Wann welches Getränk in den Winterabend passt
Die Entscheidung fällt seltener am Geschmack als an der Uhrzeit und an der Runde. Beide Getränke lassen sich mit den Zahlen des BfR sauber einordnen: Ein Kakao-Getränk mit 200 Millilitern liegt bei 8 bis 35 Milligramm Koffein, eine Schale aus zwei Gramm Matcha bei rund 31 bis 40 Milligramm. Wer am Abend niedriger liegen möchte, wiegt bei Matcha einfach weniger ab; 1,5 Gramm ergeben rechnerisch rund 23 bis 30 Milligramm. Für Kinder und Jugendliche bezieht das BfR die Menge auf das Körpergewicht: 3 Milligramm Koffein je Kilogramm gelten als Einzelmenge und über den Tag verteilt als unbedenklich. Mit diesen beiden Angaben lässt sich jede Portion und jede Altersgruppe ausrechnen, statt zu schätzen. Für den Nachmittag und für Gäste, die ein Ritual mögen, spricht die Schale: Sie ist in zwei Minuten fertig, braucht keine Milch und lässt sich auf das Gramm genau dosieren. Die heiße Schokolade spielt ihre Stärke dort aus, wo es süß und sämig sein soll. Wer statt der Schokolade eine Alternative zum Kaffee sucht, findet den Vergleich in „Pilzkaffee oder Matcha?
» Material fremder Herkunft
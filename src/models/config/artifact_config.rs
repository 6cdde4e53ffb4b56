use std::path::{Path, PathBuf};

use crate::models::{ConfigLoader, ContractArtifact};

use super::error::ConfigError;

const DEFAULT_ARTIFACTS_DIR: &str = "artifacts";

/// Directories under the artifacts root that never hold contract artifacts
const IGNORED_DIRS: [&str; 2] = ["build-info", "cache"];

fn is_candidate(root: &Path, path: &Path) -> bool {
	let is_debug_file = path
		.file_name()
		.map(|name| name.to_string_lossy().ends_with(".dbg.json"))
		.unwrap_or(false);

	let relative = path.strip_prefix(root).unwrap_or(path);
	let in_ignored_dir = relative.components().any(|component| {
		IGNORED_DIRS
			.iter()
			.any(|ignored| component.as_os_str() == *ignored)
	});

	!is_debug_file && !in_ignored_dir && ContractArtifact::is_json_file(path)
}

/// Lists artifact files under `root`, optionally restricted to one file stem
pub(crate) fn artifact_paths(root: &Path, stem: Option<&str>) -> Result<Vec<PathBuf>, ConfigError> {
	let file_pattern = match stem {
		Some(stem) => format!("{}.json", glob::Pattern::escape(stem)),
		None => "*.json".to_string(),
	};
	let pattern = format!(
		"{}/**/{}",
		glob::Pattern::escape(&root.to_string_lossy()),
		file_pattern
	);

	let mut paths = glob::glob(&pattern)?
		.filter_map(|entry| entry.ok())
		.filter(|path| is_candidate(root, path))
		.collect::<Vec<_>>();
	paths.sort();

	Ok(paths)
}

impl ConfigLoader for ContractArtifact {
	fn load_all<T>(path: Option<&Path>) -> Result<T, ConfigError>
	where
		T: FromIterator<(String, Self)>,
	{
		let artifacts_dir = path.unwrap_or(Path::new(DEFAULT_ARTIFACTS_DIR));

		if !artifacts_dir.exists() {
			return Err(ConfigError::file_error(format!(
				"artifacts directory not found: {}. Compile the contracts first",
				artifacts_dir.display()
			)));
		}

		let mut pairs = Vec::new();
		for path in artifact_paths(artifacts_dir, None)? {
			match Self::load_from_path(&path) {
				Ok(artifact) => pairs.push((artifact.contract_name.clone(), artifact)),
				Err(e) => {
					tracing::debug!(path = %path.display(), error = %e, "Skipping artifact");
				}
			}
		}

		Ok(T::from_iter(pairs))
	}

	fn load_from_path(path: &Path) -> Result<Self, ConfigError> {
		let file = std::fs::File::open(path)?;
		let artifact: ContractArtifact = serde_json::from_reader(std::io::BufReader::new(file))?;

		if let Err(validation_error) = artifact.validate() {
			return Err(ConfigError::validation_error(validation_error));
		}

		Ok(artifact)
	}

	fn validate(&self) -> Result<(), String> {
		if self.contract_name.trim().is_empty() {
			return Err("Artifact has no contract name".to_string());
		}

		if !self.is_deployable() {
			return Err(format!(
				"{} has no bytecode. Abstract contracts and interfaces cannot be deployed",
				self.contract_name
			));
		}

		if self.has_constructor_inputs() {
			return Err(format!(
				"{} requires constructor arguments, which are not supported",
				self.contract_name
			));
		}

		Ok(())
	}
}
//! Mock implementation of the contract client.
//!
//! [`MockEvmContractClientTrait`] lets the deployer and the interactor be
//! exercised without a node.

use alloy::primitives::{Address, Bytes, U256};
use async_trait::async_trait;
use mockall::mock;

use rwa_asset_client::{
	models::{Asset, TransactionOutcome},
	services::blockchain::{BlockChainError, EvmContractClientTrait},
};

mock! {
	/// Mock implementation of the EVM contract client trait.
	pub EvmContractClientTrait {}

	#[async_trait]
	impl EvmContractClientTrait for EvmContractClientTrait {
		fn sender(&self) -> Address;
		async fn chain_id(&self) -> Result<u64, BlockChainError>;
		async fn deploy_contract(&self, bytecode: Bytes) -> Result<TransactionOutcome, BlockChainError>;
		async fn simulate_create_asset(
			&self,
			contract: Address,
			metadata: String,
			value: U256,
		) -> Result<U256, BlockChainError>;
		async fn create_asset(
			&self,
			contract: Address,
			metadata: String,
			value: U256,
		) -> Result<TransactionOutcome, BlockChainError>;
		async fn get_asset(&self, contract: Address, asset_id: U256) -> Result<Asset, BlockChainError>;
	}
}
Zwei Kaffee-Alternativen im Vergleich“. Am ehrlichsten ist ohnehin die Antwort, die keine Entscheidung erzwingt: Die Dose Matcha hält den Winter über, die Schokolade bleibt für den Abend im Schrank.
Quellen
- Richtlinie 2000/36/EG, Anhang I: Kakaopulver mindestens 20 Prozent Kakaobutter, Schokoladenpulver mindestens 32 Prozent Kakaopulver, gezuckerter Kakao mindestens 25 Prozent (EUR-Lex) ↗
- Stiftung Warentest, Pressemitteilung vom 20.11.2008: 25 Pulver geprüft (5 Schokoladenpulver, 20 kakaohaltige Getränkepulver), fast alle mit weit mehr als 60 Prozent Zucker, eines mit über 80 Prozent, neun Produkte mit dem Urteil gut ↗
- BfR, FAQ zu Koffein vom 05.01.2026, Tabelle 1: Kakao-Getränk 200 ml mit 8 bis 35 mg Koffein, grüner Tee 30 mg, Filterkaffee 90 mg, Espresso 60 ml mit 80 mg; 200 mg als Einzelmenge, 400 mg am Tag, 200 mg für Schwangere und Stillende, 3 mg je kg Körpergewicht für Kinder und Jugendliche ↗
- Stiftung Warentest berichtete am 6. April 2026 über eine Untersuchung der tschechischen Verbraucherorganisation dTest: zwölf Produkte, davon zehn reine Pulver, Koffeingehalt 15,5 bis 20 Milligramm je Gramm Pulver, Polyphenole 107 bis 123 Milligramm je Gramm, zwei Produkte empfohlen mit den Gesamturteilen Sehr gut und Gut ↗
- DGE, DAG und DDG, Konsensuspapier von 2018 zur quantitativen Empfehlung der Zuckerzufuhr: weniger als 10 Prozent der gesamten Kalorienzufuhr aus freien Zuckern ↗
- Deutscher Tee und Kräutertee Verband: Zubereitung von Matcha, halber Teelöffel mit zwei Esslöffeln kaltem Wasser, danach 150 ml heißes Wasser oder heiße Milch ↗
Dieser Artikel dient der allgemeinen Information und stellt keine medizinische Beratung dar.